Justiça reconhece créditos após corte de benefícios fiscais

A Justiça Federal reconheceu, em primeira instância, o direito de uma empresa do setor agropecuário de aproveitar créditos de PIS e Cofins sobre aquisições de produtos que passaram a ser tributados após as alterações promovidas pela LC nº 224/2025, como fertilizantes, sementes e determinados produtos agropecuários.

Com a nova legislação, operações anteriormente submetidas à alíquota zero passaram a sofrer tributação correspondente a 10% das alíquotas aplicáveis às contribuições. Apesar da reoneração, foram mantidas restrições ao aproveitamento de créditos.
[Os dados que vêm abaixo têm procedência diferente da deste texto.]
//! Patient registration on top of resolved contacts.

use tracing::{info, warn};

use crate::db::Database;
use crate::error::{ConflictKind, CoreError, CoreResult};
use crate::models::{Lifecycle, Patient};
use crate::scheduling::check_person_overlaps;

use super::normalizer::normalize_document;

/// Registers contacts as patients, one active patient per document number.
pub struct PatientRegistry<'a> {
    db: &'a mut Database,
}

impl<'a> PatientRegistry<'a> {
    pub fn new(db: &'a mut Database) -> Self {
        Self { db }
    }

    /// Register a contact as a patient.
    ///
    /// Re-registering the same contact with the same document returns the
    /// existing patient. A soft-deleted patient with the document is
    /// reactivated instead of duplicated; its appointments are left as they are,
    /// and reactivation fails with `Conflict(PatientOverlap)` if one of its
    /// open appointments overlaps one of the contact's.
    pub fn register(&mut self, contact_id: &str, document_number: &str) -> CoreResult<Patient> {
        let document = normalize_document(document_number)
            .ok_or_else(|| CoreError::validation("document number is required"))?;

        self.db.immediate(|db| register_in(db, contact_id, &document))
    }

    /// Soft-deactivate a patient.
    pub fn deactivate(&mut self, patient_id: &str) -> CoreResult<Patient> {
        self.db.immediate(|db| {
            let mut patient = db
                .get_patient(patient_id)?
                .ok_or_else(|| CoreError::not_found("patient", patient_id))?;

            if patient.is_active() {
                patient.lifecycle = Lifecycle::Inactive;
                patient.updated_at = chrono::Utc::now().to_rfc3339();
                db.update_patient(&patient)?;
                info!("Deactivated patient {}", patient.id);
            }
            Ok(patient)
        })
    }
}

fn register_in(db: &Database, contact_id: &str, document: &str) -> CoreResult<Patient> {
    let mut contact = db
        .get_contact(contact_id)?
        .ok_or_else(|| CoreError::not_found("contact", contact_id))?;
    if !contact.is_active() {
        return Err(CoreError::validation(format!(
            "contact {contact_id} is inactive"
        )));
    }

    if let Some(active) = db.get_active_patient_by_document(document)? {
        if active.contact_id == contact_id {
            return Ok(active);
        }
        warn!("Document already registered to patient {}", active.id);
        return Err(ConflictKind::DocumentInUse {
            document: document.to_string(),
        }
        .into());
    }

    if let Some(existing) = db.get_active_patient_for_contact(contact_id)? {
        warn!(
            "Contact {} already registered as patient {} with another document",
            contact_id, existing.id
        );
        return Err(ConflictKind::ContactAlreadyRegistered {
            patient_id: existing.id,
        }
        .into());
    }

    let patient = match db.get_inactive_patient_by_document(document)? {
        Some(mut previous) => {
            // Appointments still linked to the old record join this contact's
            let incoming =
                db.list_open_appointments_for_person(None, Some(previous.id.as_str()))?;
            check_person_overlaps(db, Some(contact_id), None, &incoming)?;

            previous.lifecycle = Lifecycle::Active;
            previous.contact_id = contact_id.to_string();
            previous.updated_at = chrono::Utc::now().to_rfc3339();
            db.update_patient(&previous)?;
            info!(
                "Reactivated patient {} (record {})",
                previous.id, previous.medical_record_number
            );
            previous
        }
        None => {
            let patient = Patient::new(
                contact_id.to_string(),
                document.to_string(),
                db.next_medical_record_number()?,
            );
            db.insert_patient(&patient).map_err(|e| {
                if e.is_constraint_violation() {
                    CoreError::from(ConflictKind::DocumentInUse {
                        document: document.to_string(),
                    })
                } else {
                    e.into()
                }
            })?;
            info!(
                "Registered patient {} (record {})",
                patient.id, patient.medical_record_number
            );
            patient
        }
    };

    if contact.document_number.is_none() {
        contact.document_number = Some(document.to_string());
        contact.touch();
        db.update_contact(&contact)?;
    }

    Ok(patient)
}

#[cfg(test)]
mod tests {
    use super::*;
    use crate::models::{Contact, ContactDraft};

    fn setup() -> (Database, Contact, Contact) {
        let db = Database::open_in_memory().unwrap();
        let ana = Contact::from_draft(&ContactDraft::new("Ana Silva"));
        let bruno = Contact::from_draft(&ContactDraft::new("Bruno Costa"));
        db.insert_contact(&ana).unwrap();
        db.insert_contact(&bruno).unwrap();
        (db, ana, bruno)
    }

    #[test]
    fn test_register_assigns_sequential_records() {
        let (mut db, ana, bruno) = setup();
        let mut registry = PatientRegistry::new(&mut db);

        let first = registry.register(&ana.id, "123.456.789-00").unwrap();
        let second = registry.register(&bruno.id, "98765432100").unwrap();
        assert_eq!(first.document_number, "12345678900");
        assert_eq!(first.medical_record_number, 1);
        assert_eq!(second.medical_record_number, 2);

        let contact = db.get_contact(&ana.id).unwrap().unwrap();
        assert_eq!(contact.document_number, Some("12345678900".into()));
    }

    #[test]
    fn test_register_is_idempotent() {
        let (mut db, ana, _) = setup();
        let mut registry = PatientRegistry::new(&mut db);

        let first = registry.register(&ana.id, "12345678900").unwrap();
        let again = registry.register(&ana.id, "123.456.789-00").unwrap();
        assert_eq!(first.id, again.id);
    }

    #[test]
    fn test_document_in_use() {
        let (mut db, ana, bruno) = setup();
        let mut registry = PatientRegistry::new(&mut db);

        registry.register(&ana.id, "12345678900").unwrap();
        let err = registry.register(&bruno.id, "12345678900").unwrap_err();
        assert_eq!(err.conflict().unwrap().code(), "document_in_use");
    }

    #[test]
    fn test_contact_already_registered() {
        let (mut db, ana, _) = setup();
        let mut registry = PatientRegistry::new(&mut db);

        registry.register(&ana.id, "12345678900").unwrap();
        let err = registry.register(&ana.id, "55555555555").unwrap_err();
        assert_eq!(err.conflict().unwrap().code(), "contact_already_registered");
    }

    #[test]
    fn test_reactivates_instead_of_duplicating() {
        let (mut db, ana, bruno) = setup();
        let mut registry = PatientRegistry::new(&mut db);

        let original = registry.register(&ana.id, "12345678900").unwrap();
        registry.deactivate(&original.id).unwrap();

        let revived = registry.register(&bruno.id, "12345678900").unwrap();
        assert_eq!(revived.id, original.id);
        assert_eq!(revived.medical_record_number, original.medical_record_number);
        assert_eq!(revived.contact_id, bruno.id);
        assert!(revived.is_active());
    }

    #[test]
    fn test_reactivation_rejects_overlapping_appointments() {
        use crate::config::CoreConfig;
        use crate::models::{AppointmentStatus, AppointmentType, BookingSource, NewAppointment};
        use crate::notify::NoopNotifier;
        use crate::scheduling::AppointmentScheduler;

        let (mut db, ana, bruno) = setup();
        let config = CoreConfig::default();
        let at_nine = |contact_id: &str| {
            NewAppointment::new(
                contact_id,
                "2024-01-15",
                "09:00",
                AppointmentType::Consultation,
                BookingSource::Secretary,
            )
        };

        let original = PatientRegistry::new(&mut db)
            .register(&ana.id, "12345678900")
            .unwrap();
        let linked = AppointmentScheduler::new(&mut db, &config, &NoopNotifier)
            .create_appointment(&at_nine(&ana.id))
            .unwrap();
        assert_eq!(linked.patient_id.as_deref(), Some(original.id.as_str()));

        PatientRegistry::new(&mut db).deactivate(&original.id).unwrap();
        let own = AppointmentScheduler::new(&mut db, &config, &NoopNotifier)
            .create_appointment(&at_nine(&bruno.id))
            .unwrap();

        let err = PatientRegistry::new(&mut db)
            .register(&bruno.id, "12345678900")
            .unwrap_err();
        assert_eq!(err.conflict().unwrap().code(), "patient_overlap");
        let unchanged = db.get_patient(&original.id).unwrap().unwrap();
        assert!(!unchanged.is_active());
        assert_eq!(unchanged.contact_id, ana.id);

        AppointmentScheduler::new(&mut db, &config, &NoopNotifier)
            .update_status(&own.id, AppointmentStatus::Cancelled)
            .unwrap();
        let revived = PatientRegistry::new(&mut db)
            .register(&bruno.id, "12345678900")
            .unwrap();
        assert_eq!(revived.id, original.id);
        assert_eq!(revived.contact_id, bruno.id);
    }

    #[test]
    fn test_missing_contact_and_document() {
        let (mut db, ana, _) = setup();
        let mut registry = PatientRegistry::new(&mut db);

        let err = registry.register("nobody", "12345678900").unwrap_err();
        assert_eq!(err.kind(), crate::error::ErrorKind::NotFound);

        let err = registry.register(&ana.id, " - ").unwrap_err();
        assert_eq!(err.kind(), crate::error::ErrorKind::Validation);

        let err = registry.deactivate("nobody").unwrap_err();
        assert_eq!(err.kind(), crate::error::ErrorKind::NotFound);
    }
}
No caso analisado, o juiz entendeu que a vedação ao creditamento deve alcançar as aquisições em que não houve incidência das contribuições, mas não aquelas em que o PIS e a Cofins tenham sido efetivamente recolhidos na etapa anterior da cadeia.

A decisão não declarou a LC nº 224/2025 inconstitucional e produz efeitos apenas para a empresa envolvida no processo. Por se tratar de sentença de primeira instância, o entendimento ainda pode ser modificado pelas instâncias superiores.

O caso é relevante para empresas submetidas ao regime não cumulativo do PIS e da Cofins que tenham sido impactadas pela redução de benefícios fiscais. Contribuintes em situação semelhante devem analisar individualmente suas operações e o efetivo recolhimento das contribuições antes de adotar qualquer procedimento de creditamento.